Bazel: Downloading succeeds with a valid (cached?) hash but invalid URL

Created on 2 May 2018 · 22Comments · Source: bazelbuild/bazel

Description of the problem / feature request:

I'm noticing that download requests on bazel 0.12.0 (and 0.13.0) are succeeding with broken URLs, at least for java_import_external. These are correctly failing in 0.11.0

Bugs: what's the simplest, easiest way to reproduce this bug? Please provide a minimal example if possible.

git clone https://github.com/google/bazel-common
bazel build third_party/java/truth

Switch this line to artifact = "com.google.truth:truth:0.blahblah",

bazel build third_party/java/truth

Note that this succeeds, even seemingly after bazel clean --expunge. If you inspect @com_google_truth_truth//:com_google_truth_truth's jar (i.e.bazel-bazel-common/external/com_google_truth_truth/truth-0.blahblah.jar), the maven information in that jar will still say version0.39` (the original truth version).

Is it possible that the new caching feature is not working correctly?

I think this may be related to the fact that I haven't changed the sha256. If I do that, I get the right error (either that the mirrors are down if the version is 0.blahblah or that the checksum is incorrect if it's set to a real version, like 0.40). Is there a lookup in some cache based on hash that ignores the URL entirely?

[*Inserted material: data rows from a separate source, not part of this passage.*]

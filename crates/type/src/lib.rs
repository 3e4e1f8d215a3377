// SPDX-License-Identifier: MIT
// Copyright (c) 2025 myexpr

pub mod collation;
pub mod error;
pub mod row;
pub mod types;
pub mod util;
pub mod value;

pub use collation::{Coercibility, Collation};
pub use error::{EvalError, Warning};
pub use row::Row;
pub use types::{Conversion, Type, TypeKind};
pub use value::{Blob, Date, DateTime, Decimal, Text, Time, Value};

pub type Result<T> = std::result::Result<T, EvalError>;
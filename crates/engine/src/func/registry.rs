// SPDX-License-Identifier: MIT
// Copyright (c) 2025 myexpr

//! Name-to-function resolution.
//!
//! All families register into one static map at first use. Lookup is
//! case-insensitive and the common SQL aliases resolve to their
//! canonical entry, so CEILING builds the same node as CEIL.

use std::collections::HashMap;

use myexpr_type::{EvalError, Result};
use once_cell::sync::Lazy;

use crate::{
	expr::ExprRef,
	func::{FuncExpr, FuncMeta, control, datetime, encode, lock, numeric, regexp, string},
};

static ALIASES: &[(&str, &str)] = &[
	("adddate", "date_add"),
	("ceiling", "ceil"),
	("character_length", "char_length"),
	("current_date", "curdate"),
	("current_time", "curtime"),
	("current_timestamp", "now"),
	("dayofmonth", "day"),
	("lcase", "lower"),
	("localtime", "now"),
	("localtimestamp", "now"),
	("mid", "substring"),
	("position", "locate"),
	("power", "pow"),
	("subdate", "date_sub"),
	("substr", "substring"),
	("ucase", "upper"),
];

static CATALOG: Lazy<HashMap<&'static str, &'static FuncMeta>> = Lazy::new(|| {
	let mut map = HashMap::new();
	for meta in control::all()
		.into_iter()
		.chain(string::all())
		.chain(numeric::all())
		.chain(datetime::all())
		.chain(regexp::all())
		.chain(encode::all())
		.chain(lock::all())
	{
		let previous = map.insert(meta.name, meta);
		debug_assert!(previous.is_none(), "duplicate function name {}", meta.name);
	}
	map
});

pub struct FunctionRegistry;

impl FunctionRegistry {
	/// Metadata for `name`, resolving aliases and ignoring case.
	pub fn lookup(name: &str) -> Option<&'static FuncMeta> {
		let lowered = name.to_lowercase();
		let canonical = ALIASES
			.iter()
			.find(|(alias, _)| *alias == lowered)
			.map(|(_, target)| *target)
			.unwrap_or(lowered.as_str());
		CATALOG.get(canonical).copied()
	}

	/// Build an expression node for a named function call.
	pub fn build(name: &str, children: Vec<ExprRef>) -> Result<ExprRef> {
		let meta = Self::lookup(name).ok_or_else(|| EvalError::UnknownFunction {
			name: name.to_string(),
		})?;
		FuncExpr::build(meta, children)
	}

	/// Every registered function, for catalog introspection.
	pub fn names() -> Vec<&'static str> {
		let mut names: Vec<&'static str> = CATALOG.keys().copied().collect();
		names.sort_unstable();
		names
	}
}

What operating system are you running Bazel on?

Linux

What's the output of `bazel info release`?

release 0.13.0

Any other information, logs, or outputs that you want to share?

Replace these lines with your answer.

If the files are large, upload as attachment or provide link.

P1 area-ExternalDeps bad error messaging team-XProduct bug

Source

ronshapiro

All 22 comments

Your analysis is correct. This is a consequence of using content accessible storage as the backend for repository cache. All CAS is aware of is the SHA1 and nothing else, for now.

Note, that for remote cache and action cache it is sufficient to build the key from sha1 only, because, the input is the SHA1 of the all inputs, gathered for the action.

Given this rule:

maven_jar(
     name = "com_google_guava_guava",
     artifact = "com.google.guava:guava:18.0",
     sha1 = "cce0823396aa693798f8882e64213b1772032b09",
 )

and given that repository cache is activated per default on most recent Bazel version, we get this entry:

$ sha1sum /home/davido/.cache/bazel/_bazel_davido/cache/repos/v1/content_addressable/sha1/ad97fe8faaf01a3d3faacecd58e8fa6e78a973ca/file
ad97fe8faaf01a3d3faacecd58e8fa6e78a973ca

the file content is just guava:

$ ls $(bazel info output_base)/external/com_google_guava_guava/jar/
Starting local Bazel server and connecting to it...
..........
BUILD.bazel  guava-18.0.jar

If we run bazel clean --expunge and change the artifact to artifact = "com.google.guava:guavabljblja:18.0" and re-run the build again:

$ bazel build @com_google_guava_guava//...
INFO: Analysed 2 targets (8 packages loaded).
INFO: Found 2 targets...
INFO: Elapsed time: 2.502s, Critical Path: 0.01s
INFO: 0 processes.
INFO: Build completed successfully, 1 total action

it works and only thing changed is the file name:

$ ls $(bazel info output_base)/external/com_google_guava_guava/jar/
Starting local Bazel server and connecting to it...
..........
BUILD.bazel  guavabljblja-18.0.jar

The reason for that behavior is: how the code is currently organized, the original artifact ID is not a part of the CAS, and is entirely lost. All we can consult is sha1 and the file content.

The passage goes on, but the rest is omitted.